Look at this Django ORM code:
my_instance = MyModel()
my_instance.some_related_object = OtherModel.objects.using('other_db').get(id)
At this point, in the second line, Django will throw an error:
ValueError: Cannont assign "<OtherModel: ID>": instance is on database "default", value is on database "other_db"
To me, it doesn't make much sense. How Django can tell on which database my_instance
is, if I haven't even called:
my_instance.save(using='some_database')
yet?
I guess, that during the construction of an object Django automatically assigns it to the default
database. Can I change it? Can I specify database when creating an object, by passing an argument to its constructor? According to the documentation, the only arguments I can pass, when creating an object are the values of its fields. So how can I solve my problem?

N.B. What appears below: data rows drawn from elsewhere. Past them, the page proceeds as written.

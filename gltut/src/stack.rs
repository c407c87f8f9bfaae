//! Matrix stacks.
//!
//! A [`MatrixStack`] is the tool used to build a chain of local transforms, typically a
//! model-to-camera matrix. It holds a _current_ matrix, starting as the identity, and a stack of
//! saved matrices.
//!
//! Every transform operation ([`MatrixStack::rotate_x`], [`MatrixStack::translate`], etc.)
//! left-multiplies the new transform onto the current matrix _and_ saves the result. There is no
//! need to [`MatrixStack::push`] before transforming, which means that explicit `push` / `pop`
//! pairs are not balanced with the transform calls. Use scopes for that.
//!
//! # Scopes
//!
//! A scope records the depth of the saved stack when it’s opened and, when it’s closed, truncates
//! the stack back to that depth and restores the current matrix to the last saved one (or the
//! identity if nothing is saved). Scopes nest, which makes them a perfect fit to walk a hierarchy:
//!
//! ```
//! use gltut::{MatrixStack, Point, StackError};
//!
//! let mut stack = MatrixStack::new();
//! stack.translate([0., 0., -10.]);
//!
//! stack.with_scope(|stack| -> Result<(), StackError> {
//!   stack.rotate_y(90.).scale([2., 2., 2.]);
//!   // draw a child here
//!   Ok(())
//! })?;
//!
//! // the child transforms didn’t leak
//! assert_eq!(Point::origin() * *stack.top(), Point::new(0., 0., -10.));
//! # Ok::<(), StackError>(())
//! ```
//!
//! Scopes come in two flavours:
//!
//! - [`MatrixStack::scope`], which returns a [`StackScope`] guard. The guard dereferences to the
//!   stack and closes the scope when dropped. Use [`StackScope::close`] to get the result of
//!   closing it.
//! - [`MatrixStack::with_scope`], which runs a closure inside a scope and closes it afterwards.
//!
//! [`MatrixStack::enter`] and [`MatrixStack::exit`] are also available if you need to manage scopes
//! by hand.

use crate::matrix::Matrix;
use crate::vector::{Vector, VectorError};
use std::{
  error, fmt,
  ops::{Deref, DerefMut},
};

/// Errors that can happen while manipulating a [`MatrixStack`].
#[derive(Clone, Copy, Debug, Eq, PartialEq)]
pub enum StackError {
  /// [`MatrixStack::pop`] was called with no saved matrix.
  Underflow,
  /// [`MatrixStack::exit`] was called with no open scope.
  NoScope,
  /// The saved stack was popped past the depth it had when the scope was opened.
  ScopeBroken {
    /// Depth when the scope was opened.
    expected: usize,
    /// Depth when the scope was closed.
    actual: usize,
  },
}

impl fmt::Display for StackError {
  fn fmt(&self, f: &mut fmt::Formatter) -> Result<(), fmt::Error> {
    match *self {
      StackError::Underflow => f.write_str("cannot pop an empty matrix stack"),

      StackError::NoScope => f.write_str("no scope to exit"),

      StackError::ScopeBroken { expected, actual } => write!(
        f,
        "scope broken: entered at depth {} but exited at depth {}",
        expected, actual
      ),
    }
  }
}

impl error::Error for StackError {}

/// A stack of matrices.
#[derive(Clone, Debug, Default, PartialEq)]
pub struct MatrixStack {
  current: Matrix,
  saved: Vec<Matrix>,
  scopes: Vec<usize>,
}

impl MatrixStack {
  /// Create a new stack, with the identity as current matrix and nothing saved.
  pub fn new() -> Self {
    Self::default()
  }

  /// Current matrix.
  pub fn top(&self) -> &Matrix {
    &self.current
  }

  /// Number of saved matrices.
  pub fn depth(&self) -> usize {
    self.saved.len()
  }

  /// Save a copy of the current matrix.
  pub fn push(&mut self) -> &mut Self {
    self.saved.push(self.current);
    self
  }

  /// Remove the last saved matrix and make it the current one.
  pub fn pop(&mut self) -> Result<Matrix, StackError> {
    let m = self.saved.pop().ok_or(StackError::Underflow)?;
    self.current = m;
    Ok(m)
  }

  /// Left-multiply `m` onto the current matrix and save the result.
  ///
  /// This is the operation all the other transforms are built on.
  pub fn apply(&mut self, m: &Matrix) -> &mut Self {
    self.current = m * &self.current;
    self.push()
  }

  /// Replace the current matrix by `m` and save it.
  pub fn load(&mut self, m: Matrix) -> &mut Self {
    self.current = m;
    self.push()
  }

  /// Apply a rotation around the X axis.
  pub fn rotate_x(&mut self, angle_deg: f32) -> &mut Self {
    self.apply(&Matrix::rotation_x(angle_deg))
  }

  /// Apply a rotation around the Y axis.
  pub fn rotate_y(&mut self, angle_deg: f32) -> &mut Self {
    self.apply(&Matrix::rotation_y(angle_deg))
  }

  /// Apply a rotation around the Z axis.
  pub fn rotate_z(&mut self, angle_deg: f32) -> &mut Self {
    self.apply(&Matrix::rotation_z(angle_deg))
  }

  /// Apply a rotation around an arbitrary axis.
  ///
  /// Nothing is applied if the axis is the null vector.
  pub fn rotate(&mut self, axis: Vector, angle_deg: f32) -> Result<&mut Self, VectorError> {
    let m = Matrix::rotation(axis, angle_deg)?;
    Ok(self.apply(&m))
  }

  /// Apply an axis-aligned scale.
  pub fn scale(&mut self, factors: impl Into<[f32; 3]>) -> &mut Self {
    self.apply(&Matrix::scaling(factors))
  }

  /// Apply a translation.
  pub fn translate(&mut self, offset: impl Into<[f32; 3]>) -> &mut Self {
    self.apply(&Matrix::translation(offset))
  }

  /// Apply a perspective projection. See [`Matrix::perspective`].
  pub fn perspective(&mut self, fovy_deg: f32, aspect: f32, z_near: f32, z_far: f32) -> &mut Self {
    self.apply(&Matrix::perspective(fovy_deg, aspect, z_near, z_far))
  }

  /// Apply an orthographic projection. See [`Matrix::orthographic`].
  pub fn orthographic(
    &mut self,
    left: f32,
    right: f32,
    bottom: f32,
    top: f32,
    z_near: f32,
    z_far: f32,
  ) -> &mut Self {
    self.apply(&Matrix::orthographic(
      left, right, bottom, top, z_near, z_far,
    ))
  }

  /// Open a scope by recording the current depth.
  pub fn enter(&mut self) {
    log::trace!("entering scope at depth {}", self.saved.len());
    self.scopes.push(self.saved.len());
  }

  /// Close the innermost scope.
  ///
  /// The saved stack is truncated back to the depth recorded by [`MatrixStack::enter`] and the
  /// current matrix becomes the last saved one, or the identity if nothing is saved.
  ///
  /// If the saved stack got shorter than the recorded depth, [`StackError::ScopeBroken`] is
  /// returned. The stack is restored anyway.
  pub fn exit(&mut self) -> Result<(), StackError> {
    let expected = self.scopes.pop().ok_or(StackError::NoScope)?;
    let actual = self.saved.len();

    log::trace!("exiting scope: depth {} -> {}", actual, expected);

    self.saved.truncate(expected);
    self.current = self.saved.last().copied().unwrap_or_default();

    if actual < expected {
      Err(StackError::ScopeBroken { expected, actual })
    } else {
      Ok(())
    }
  }

  /// Open a scope and return a guard closing it when dropped.
  pub fn scope(&mut self) -> StackScope<'_> {
    self.enter();
    StackScope {
      stack: self,
      open: true,
    }
  }

  /// Run `f` inside a scope.
  ///
  /// The scope is closed whatever `f` returns. An error from `f` takes precedence over an error
  /// from closing the scope.
  pub fn with_scope<F, R, E>(&mut self, f: F) -> Result<R, E>
  where
    F: FnOnce(&mut MatrixStack) -> Result<R, E>,
    E: From<StackError>,
  {
    let mut scope = self.scope();
    let r = f(&mut *scope);
    let closed = scope.close();

    let r = r?;
    closed?;
    Ok(r)
  }
}

/// An open scope on a [`MatrixStack`].
///
/// The scope is closed when the guard is dropped. Errors occurring at that time are logged; call
/// [`StackScope::close`] instead to handle them.
#[derive(Debug)]
pub struct StackScope<'a> {
  stack: &'a mut MatrixStack,
  open: bool,
}

impl<'a> StackScope<'a> {
  /// Close the scope.
  pub fn close(mut self) -> Result<(), StackError> {
    self.open = false;
    self.stack.exit()
  }
}

impl<'a> Deref for StackScope<'a> {
  type Target = MatrixStack;

  fn deref(&self) -> &Self::Target {
    self.stack
  }
}

impl<'a> DerefMut for StackScope<'a> {
  fn deref_mut(&mut self) -> &mut Self::Target {
    self.stack
  }
}

impl<'a> Drop for StackScope<'a> {
  fn drop(&mut self) {
    if self.open {
      if let Err(e) = self.stack.exit() {
        log::error!("cannot close matrix stack scope: {}", e);
      }
    }
  }
}

#[cfg(test)]
mod tests {
  use super::*;
  use crate::vector::Point;
  use approx::assert_relative_eq;

  #[test]
  fn starts_empty() {
    let stack = MatrixStack::new();

    assert_eq!(*stack.top(), Matrix::identity());
    assert_eq!(stack.depth(), 0);
  }

  #[test]
  fn transforms_checkpoint() {
    let mut stack = MatrixStack::new();
    stack.rotate_x(10.).translate([1., 2., 3.]).scale([2., 2., 2.]);

    assert_eq!(stack.depth(), 3);
  }

  #[test]
  fn translate_moves_origin() {
    let mut stack = MatrixStack::new();
    stack.translate([4., -1., 2.5]);

    assert_eq!(Point::origin() * *stack.top(), Point::new(4., -1., 2.5));
  }

  #[test]
  fn last_transform_applies_first() {
    let mut stack = MatrixStack::new();
    stack.rotate_y(90.).translate([0., 0., 5.]);

    assert_relative_eq!(
      Point::origin() * *stack.top(),
      Point::new(5., 0., 0.),
      epsilon = 1e-6
    );
  }

  #[test]
  fn pop_restores_saved() {
    let mut stack = MatrixStack::new();
    stack.translate([1., 0., 0.]);
    let translated = *stack.top();
    stack.scale([3., 3., 3.]);

    assert_eq!(stack.pop().map(|m| m != translated), Ok(true));
    assert_eq!(stack.pop(), Ok(translated));
    assert_eq!(*stack.top(), translated);
    assert_eq!(stack.pop(), Err(StackError::Underflow));
  }

  #[test]
  fn push_then_pop() {
    let mut stack = MatrixStack::new();
    stack.push();

    assert_eq!(stack.pop(), Ok(Matrix::identity()));
  }

  #[test]
  fn nested_scopes() {
    let mut stack = MatrixStack::new();
    stack.rotate_x(30.).rotate_y(30.).rotate_z(30.);
    let outer = *stack.top();

    stack.enter();
    stack.translate([1., 0., 0.]);
    let inner = *stack.top();

    stack.enter();
    stack.scale([2., 2., 2.]).translate([0., 1., 0.]);
    assert_eq!(stack.depth(), 6);

    assert_eq!(stack.exit(), Ok(()));
    assert_eq!(stack.depth(), 4);
    assert_eq!(*stack.top(), inner);

    assert_eq!(stack.exit(), Ok(()));
    assert_eq!(stack.depth(), 3);
    assert_eq!(*stack.top(), outer);
  }

  #[test]
  fn nested_scopes_with_pushes_from_empty() {
    let mut stack = MatrixStack::new();

    stack.enter();
    stack.translate([0., 0., -10.]).push();
    let outer = *stack.top();
    assert_eq!(stack.depth(), 2);

    stack.enter();
    stack.rotate_y(45.).push().push();
    assert_eq!(stack.depth(), 5);

    assert_eq!(stack.exit(), Ok(()));
    assert_eq!(stack.depth(), 2);
    assert_eq!(*stack.top(), outer);

    assert_eq!(stack.exit(), Ok(()));
    assert_eq!(stack.depth(), 0);
    assert_eq!(*stack.top(), Matrix::identity());
  }

  #[test]
  fn exiting_to_empty_resets_identity() {
    let mut stack = MatrixStack::new();
    stack.enter();
    stack.translate([1., 1., 1.]);

    assert_eq!(stack.exit(), Ok(()));
    assert_eq!(*stack.top(), Matrix::identity());
  }

  #[test]
  fn exit_without_scope() {
    assert_eq!(MatrixStack::new().exit(), Err(StackError::NoScope));
  }

  #[test]
  fn broken_scope_still_restores() {
    let mut stack = MatrixStack::new();
    stack.translate([1., 0., 0.]).translate([0., 1., 0.]);
    stack.enter();
    stack.pop().unwrap();
    stack.pop().unwrap();

    assert_eq!(
      stack.exit(),
      Err(StackError::ScopeBroken {
        expected: 2,
        actual: 0
      })
    );
    assert_eq!(stack.depth(), 0);
    assert_eq!(*stack.top(), Matrix::identity());
  }

  #[test]
  fn guard_restores_on_drop() {
    let mut stack = MatrixStack::new();
    stack.translate([0., 0., -3.]);
    let before = stack.clone();

    {
      let mut scope = stack.scope();
      scope.rotate_z(45.).scale([0.5, 0.5, 0.5]);
      assert_eq!(scope.depth(), 3);
    }

    assert_eq!(stack, before);
  }

  #[test]
  fn guard_close() {
    let mut stack = MatrixStack::new();
    let mut scope = stack.scope();
    scope.translate([1., 0., 0.]);

    assert_eq!(scope.close(), Ok(()));
    assert_eq!(stack.depth(), 0);
  }

  #[test]
  fn with_scope_returns_closure_value() {
    let mut stack = MatrixStack::new();
    let depth = stack.with_scope(|s| -> Result<usize, StackError> {
      s.translate([1., 0., 0.]).translate([0., 1., 0.]);
      Ok(s.depth())
    });

    assert_eq!(depth, Ok(2));
    assert_eq!(stack.depth(), 0);
  }

  #[test]
  fn with_scope_reports_broken_scope() {
    let mut stack = MatrixStack::new();
    stack.translate([1., 0., 0.]);

    let r = stack.with_scope(|s| -> Result<(), StackError> {
      s.pop()?;
      Ok(())
    });

    assert_eq!(
      r,
      Err(StackError::ScopeBroken {
        expected: 1,
        actual: 0
      })
    );
  }

  #[test]
  fn with_scope_prefers_closure_error() {
    let mut stack = MatrixStack::new();

    let r = stack.with_scope(|s| -> Result<(), StackError> {
      s.pop()?;
      Ok(())
    });

    assert_eq!(r, Err(StackError::Underflow));
    assert_eq!(stack.exit(), Err(StackError::NoScope));
  }

  #[test]
  fn rotate_around_null_axis() {
    let mut stack = MatrixStack::new();

    assert!(stack.rotate(Vector::default(), 90.).is_err());
    assert_eq!(stack.depth(), 0);
  }
}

In Django 1.8 There is a new method called Model.from_db (https://docs.djangoproject.com/en/1.8/ref/models/instances/) but I'm using earlier version of Django and can't switch to the newer now. Looking at the implementation all it does is setting two model's attributes:
instance._state.adding = False
instance._state.db = db
So would it be enough to change my code to:
my_instance = MyModel()
my_instance._state.adding = False
my_instance._state.db = 'other_db'
my_instance.some_related_object = OtherModel.objects.using('other_db').get(id)
or it is too late to do it because those flags are used in constructor and have to be set in constructor only?
You might want to look into database routing, which has been supported since Django 1.2. This will let you setup multiple databases (or "routers") for different models.
You can create a custom database router (a class inheriting from the built-in object
type), with db_for_read
and db_for_write
methods that return the name of the database (as defined in the DATABASES
setting) that should be used for the model passed into that method. Return None
to let Django figure it out.
It's usually used for handling master-slave replication, so you can have a separate read-only database from your writeable one, but the same logic would apply to let you specify that certain models live in certain databases.
You would probably also want to define an allow_syncdb
method so that only the models you want to appear in database B will appear there, and everything else will appear in database A.
Django knows what database each object comes from because it notes it such in its internal properties. The QuerySet too has this information stored within itself.
Actually, database routing isn't really needed to achieve what you want here.
Consider the following code fragment:
my_instance = MyModel()
my_instance.some_related_object_id = OtherModel.objects.using('other_db').get(id).id
Note how I assign just the ID, not the object itself.
You will lose the actual object here, but gain the ability to store referential data.
AFAIK there's no API to change an object's associated database.